His two cult-fave gay novels, Adrenaline and Tim and Pete,
unapologetic jackhammers of anti-right,
anti-homophobe, anti-corporate invective, were despised by polite gays,
embraced by activist queers, and garnered
both hostile reviews and exuberant word-of-mouth. I'm glad to say that
Adrenaline, published 15 years ago under the
pseudonym of James Dillinger, is back in print. It's the story of two
lusty gay fugitives on the lam in early-1980s
Los Angeles, an erotic noir thriller which set the teeth of early AIDS
activists on edge.
Its reappearance three
years after the author's suicide coincides with the publication of
Testosterone, a frantic, ferocious last novel,
polished to completion by Alyson editor Scott Brassart, which with
cheerful cheekiness and searing bitterness
chronicles the descent into obsessive, murderous madness of one Dean
Seagrave. His compelling revenge fantasy is redacted by one "James
Robert Baker" from six cassette tapes that popped unbidden into the
author's mailbox.
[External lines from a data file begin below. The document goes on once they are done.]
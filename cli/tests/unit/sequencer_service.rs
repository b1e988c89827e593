//! Tests for the phase sequencer: policies, skips and ordering.

#![allow(clippy::expect_used)]

use std::collections::{HashMap, HashSet};

use anyhow::Result;
use piclaw::application::services::sequencer::{PhaseHandler, run_phases};
use piclaw::domain::error::ProvisionError;
use piclaw::domain::phase::{FailurePolicy, PhaseId, PhaseOutcome, PhaseSpec, Readiness};

use crate::helpers::{NoopReporter, RecordingReporter};

#[derive(Default)]
struct FakeHandler {
    readiness: HashMap<PhaseId, Readiness>,
    failing: HashSet<PhaseId>,
    broken_checks: HashSet<PhaseId>,
    applied: Vec<PhaseId>,
}

impl PhaseHandler for FakeHandler {
    async fn check(&mut self, id: PhaseId) -> Result<Readiness> {
        if self.broken_checks.contains(&id) {
            anyhow::bail!("probe crashed");
        }
        Ok(self.readiness.get(&id).cloned().unwrap_or(Readiness::Pending))
    }

    async fn apply(&mut self, id: PhaseId) -> Result<()> {
        self.applied.push(id);
        if self.failing.contains(&id) {
            anyhow::bail!("exit status 100");
        }
        Ok(())
    }
}

fn spec(id: PhaseId, policy: FailurePolicy) -> PhaseSpec {
    PhaseSpec {
        id,
        policy,
        remediation: format!("fix {id}"),
    }
}

fn plan() -> Vec<PhaseSpec> {
    vec![
        spec(PhaseId::SystemPackages, FailurePolicy::Fatal),
        spec(PhaseId::LocalModelPull, FailurePolicy::WarnAndContinue),
        spec(PhaseId::EnvironmentSecrets, FailurePolicy::Fatal),
        spec(PhaseId::Diagnostics, FailurePolicy::WarnAndContinue),
    ]
}

#[tokio::test]
async fn test_run_phases_applies_pending_phases_in_order() {
    let mut handler = FakeHandler::default();
    let report = run_phases(&plan(), &mut handler, &NoopReporter)
        .await
        .expect("run");
    assert_eq!(
        handler.applied,
        vec![
            PhaseId::SystemPackages,
            PhaseId::LocalModelPull,
            PhaseId::EnvironmentSecrets,
            PhaseId::Diagnostics,
        ]
    );
    assert!(
        report
            .records
            .iter()
            .all(|r| r.outcome == PhaseOutcome::Completed)
    );
}

#[tokio::test]
async fn test_run_phases_skips_done_and_not_needed_without_applying() {
    let mut handler = FakeHandler::default();
    handler
        .readiness
        .insert(PhaseId::SystemPackages, Readiness::Done);
    handler.readiness.insert(
        PhaseId::LocalModelPull,
        Readiness::NotNeeded("no local model selected".to_string()),
    );

    let report = run_phases(&plan(), &mut handler, &NoopReporter)
        .await
        .expect("run");

    assert!(!handler.applied.contains(&PhaseId::SystemPackages));
    assert!(!handler.applied.contains(&PhaseId::LocalModelPull));
    assert_eq!(
        report.outcome(PhaseId::SystemPackages),
        Some(&PhaseOutcome::AlreadyDone)
    );
    assert_eq!(
        report.outcome(PhaseId::LocalModelPull),
        Some(&PhaseOutcome::NotNeeded("no local model selected".to_string()))
    );
}

#[tokio::test]
async fn test_run_phases_fatal_failure_stops_the_run() {
    let mut handler = FakeHandler::default();
    handler.failing.insert(PhaseId::SystemPackages);

    let err = run_phases(&plan(), &mut handler, &NoopReporter)
        .await
        .expect_err("fatal phase must abort");

    match err.downcast_ref::<ProvisionError>() {
        Some(ProvisionError::PhaseFailed { phase, message }) => {
            assert_eq!(phase, "system-packages");
            assert!(message.contains("exit status 100"));
            assert!(message.contains("fix system-packages"));
        }
        other => panic!("unexpected error: {other:?}"),
    }
    assert_eq!(handler.applied, vec![PhaseId::SystemPackages]);
}

#[tokio::test]
async fn test_run_phases_warn_failure_continues_and_is_recorded() {
    let mut handler = FakeHandler::default();
    handler.failing.insert(PhaseId::LocalModelPull);
    let reporter = RecordingReporter::default();

    let report = run_phases(&plan(), &mut handler, &reporter)
        .await
        .expect("warn failure must not abort");

    assert!(handler.applied.contains(&PhaseId::Diagnostics));
    let failures: Vec<PhaseId> = report.failures().map(|r| r.id).collect();
    assert_eq!(failures, vec![PhaseId::LocalModelPull]);
    assert!(
        reporter
            .warnings()
            .iter()
            .any(|w| w.contains("fix local-model-pull"))
    );
}

#[tokio::test]
async fn test_run_phases_check_error_follows_phase_policy() {
    let mut handler = FakeHandler::default();
    handler.broken_checks.insert(PhaseId::Diagnostics);
    let report = run_phases(&plan(), &mut handler, &NoopReporter)
        .await
        .expect("warn phase");
    assert!(matches!(
        report.outcome(PhaseId::Diagnostics),
        Some(PhaseOutcome::Failed(m)) if m.contains("probe crashed")
    ));

    let mut handler = FakeHandler::default();
    handler.broken_checks.insert(PhaseId::EnvironmentSecrets);
    let result = run_phases(&plan(), &mut handler, &NoopReporter).await;
    assert!(result.is_err());
    assert!(!handler.applied.contains(&PhaseId::Diagnostics));
}

#[tokio::test]
async fn test_run_phases_never_revisits_completed_phases_after_failure() {
    let mut handler = FakeHandler::default();
    handler.failing.insert(PhaseId::EnvironmentSecrets);
    let _ = run_phases(&plan(), &mut handler, &NoopReporter).await;
    assert_eq!(
        handler.applied,
        vec![
            PhaseId::SystemPackages,
            PhaseId::LocalModelPull,
            PhaseId::EnvironmentSecrets,
        ]
    );
}

#[tokio::test]
async fn test_run_phases_wraps_only_applied_phases_in_a_progress_span() {
    let mut handler = FakeHandler::default();
    handler
        .readiness
        .insert(PhaseId::SystemPackages, Readiness::Done);
    handler.failing.insert(PhaseId::LocalModelPull);
    let reporter = RecordingReporter::default();

    run_phases(&plan()[..3], &mut handler, &reporter)
        .await
        .expect("warn failures do not abort");

    assert_eq!(
        reporter.events(),
        vec![
            "ok:system packages: already done".to_string(),
            "begin:Setting up local model...".to_string(),
            "warn:local model failed: exit status 100".to_string(),
            "warn:  fix later with: fix local-model-pull".to_string(),
            "begin:Setting up environment secrets...".to_string(),
            "ok:environment secrets: done".to_string(),
        ]
    );
}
It's a clever storytelling conceit for a drama-driven
and blood-drenched novel in which Seagrave caroms through
auto-centric Los Angeles, searching for his ex-lover Pablo Ortega with
an ice cooler at his feet awaiting the severed
head of the gorgeous man who one day up and vanished. Gruesome, yes, and
unsettling, but original, insane, and brilliant.